= Required work =
All lines in the records below that hold "SetRootSignature" are to be shown.

BEGIN Material for the task

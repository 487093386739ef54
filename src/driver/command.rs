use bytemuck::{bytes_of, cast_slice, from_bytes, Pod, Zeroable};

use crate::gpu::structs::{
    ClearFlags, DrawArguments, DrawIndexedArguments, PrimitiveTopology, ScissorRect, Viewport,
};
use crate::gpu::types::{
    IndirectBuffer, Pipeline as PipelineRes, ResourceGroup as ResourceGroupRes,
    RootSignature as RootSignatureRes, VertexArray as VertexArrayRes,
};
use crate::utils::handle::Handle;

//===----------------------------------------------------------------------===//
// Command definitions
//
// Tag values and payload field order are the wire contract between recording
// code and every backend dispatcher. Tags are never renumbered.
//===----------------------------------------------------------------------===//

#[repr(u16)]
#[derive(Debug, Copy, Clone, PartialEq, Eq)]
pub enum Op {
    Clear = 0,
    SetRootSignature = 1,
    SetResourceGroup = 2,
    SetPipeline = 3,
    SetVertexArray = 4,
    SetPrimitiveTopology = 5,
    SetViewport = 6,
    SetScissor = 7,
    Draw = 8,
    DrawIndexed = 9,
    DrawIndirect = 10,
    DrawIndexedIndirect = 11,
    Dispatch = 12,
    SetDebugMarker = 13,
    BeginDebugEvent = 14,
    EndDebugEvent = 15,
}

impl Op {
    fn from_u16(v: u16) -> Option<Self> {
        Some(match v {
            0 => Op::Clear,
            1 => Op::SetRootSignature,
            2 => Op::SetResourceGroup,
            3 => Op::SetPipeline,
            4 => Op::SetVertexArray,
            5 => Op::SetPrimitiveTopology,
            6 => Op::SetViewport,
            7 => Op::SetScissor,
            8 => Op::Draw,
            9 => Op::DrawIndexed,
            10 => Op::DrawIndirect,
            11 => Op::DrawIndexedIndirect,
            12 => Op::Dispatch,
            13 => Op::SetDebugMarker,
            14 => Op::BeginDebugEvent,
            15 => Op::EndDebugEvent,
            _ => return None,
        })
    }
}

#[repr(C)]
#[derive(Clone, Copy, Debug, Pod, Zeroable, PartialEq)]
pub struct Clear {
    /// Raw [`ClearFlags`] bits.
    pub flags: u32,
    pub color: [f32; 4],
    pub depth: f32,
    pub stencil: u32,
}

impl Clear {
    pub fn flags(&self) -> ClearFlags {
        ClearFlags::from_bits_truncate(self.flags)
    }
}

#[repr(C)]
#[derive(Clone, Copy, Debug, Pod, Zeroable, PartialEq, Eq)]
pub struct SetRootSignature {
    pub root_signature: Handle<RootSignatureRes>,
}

END Material for the task

= Answer to this exercise =
    SetRootSignature = 1,
            1 => Op::SetRootSignature,
pub struct SetRootSignature {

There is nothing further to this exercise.